先程のテレビのリモコンで言えば、機能は何でしょうか?
断線しない事ですか?
違いますよね?
「離れたテレビを操作する事」ですよね?
機能とはざっくり言うと、お客さんがその製品に期待する事なんです。
懐中電灯なら、「対象物を照らす事」
車なら「走る、曲がる、止まる事」
そして故障とは、機能を損なう事なんです。
リモコンで言えば、「離れたテレビを操作出来ない事」
懐中電灯なら「対象物を照らせない事」
車なら「走らない、曲がらない、止まらない事」
これが故障です。
機能さえきちんと把握していれば、故障はその否定文で書くことが出来ます。
そして、故障さえ把握出来れば、それを引き起こす故障モードを書くことが出来るし、その故障モードを引き起こす原因の案を出すことも出来るのです。

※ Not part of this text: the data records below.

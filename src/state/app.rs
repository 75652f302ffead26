//! App-wide UI chrome state (sidebar, global loading indicator).
//!
//! DESIGN
//! ======
//! Loading is a count of in-flight requests rather than a flag, so two
//! overlapping requests can't clear each other's indicator. `ApiClient`
//! holds a `RequestGuard` for the duration of each exchange.

#[cfg(test)]
#[path = "app_test.rs"]
mod app_test;

use crate::store::{Derived, Store, Subscription, derived};

#[derive(Clone, Debug, Default, PartialEq, Eq)]
pub struct AppState {
    pub sidebar_open: bool,
    pub pending_requests: usize,
}

impl AppState {
    #[must_use]
    pub fn is_loading(&self) -> bool {
        self.pending_requests > 0
    }
}

#[derive(Clone, Default)]
pub struct AppStore {
    state: Store<AppState>,
}

impl AppStore {
    #[must_use]
    pub fn new() -> Self {
        Self::default()
    }

    #[must_use]
    pub fn get(&self) -> AppState {
        self.state.get()
    }

    pub fn toggle_sidebar(&self) {
        self.state.mutate(|s| s.sidebar_open = !s.sidebar_open);
    }

    pub fn set_sidebar_open(&self, open: bool) {
        self.state.mutate(|s| s.sidebar_open = open);
    }

    /// Mark a request as in flight until the guard drops.
    #[must_use]
    pub fn begin_request(&self) -> RequestGuard {
        self.state.mutate(|s| s.pending_requests += 1);
        RequestGuard { state: self.state.clone() }
    }

    #[must_use]
    pub fn is_loading(&self) -> Derived<bool> {
        derived(&self.state, AppState::is_loading)
    }

    #[must_use]
    pub fn sidebar_open(&self) -> Derived<bool> {
        derived(&self.state, |s: &AppState| s.sidebar_open)
    }

    pub fn subscribe<F>(&self, observer: F) -> Subscription
    where
        F: Fn(&AppState) + Send + Sync + 'static,
    {
        self.state.subscribe(observer)
    }
}

/// Decrements the in-flight count on drop.
#[must_use = "the request is only counted while the guard is alive"]
pub struct RequestGuard {
    state: Store<AppState>,
}

impl Drop for RequestGuard {
    fn drop(&mut self) {
        self.state
            .mutate(|s| s.pending_requests = s.pending_requests.saturating_sub(1));
    }
}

この機能と言う考え方は、品質工学やTRIZなどでも言及されている、非常に大切な概念なのでぜひこの発想法を身につけて下さい。
FMEAを作ろう
FMEAを書く順番
FMEAの表を再度見てみましょう。
これの埋め方を、これから紹介いたします。
まずは注目するアイテム、つまりその製品を構成する部位を書きます。
車ならハンドルとかタイヤとかです。
ハサミなら取っ手とか刃とかです。
こういうシステムを構成する要素を、サブシステムとかって言います。
次に機能を書きます。
これについては先ほど言及しましたよね?
きちんとその性能の機能を書き出せるか。ここで今着手しているFMEAの成否が決まると言っても過言ではありません。
時間を費やして、じっくり考えましょう。
次に故障の影響(=故障そのもの)を書きます。
故障モードを飛ばして、その隣に行くのです。
事象としては、故障モードが発生してから故障が発生するので、書式はこのような形式になっていますが、機能不全である故障を先に書いた方が、次の故障モードを挙げやすいので、この順番が良いです。
この次に故障モードを書いていきます。
一つの故障に対して、故障モードは当然複数挙がります。
ここは、開発だけでなく製品に関わる出来るだけ多くの人が参加して考えるのが良いです。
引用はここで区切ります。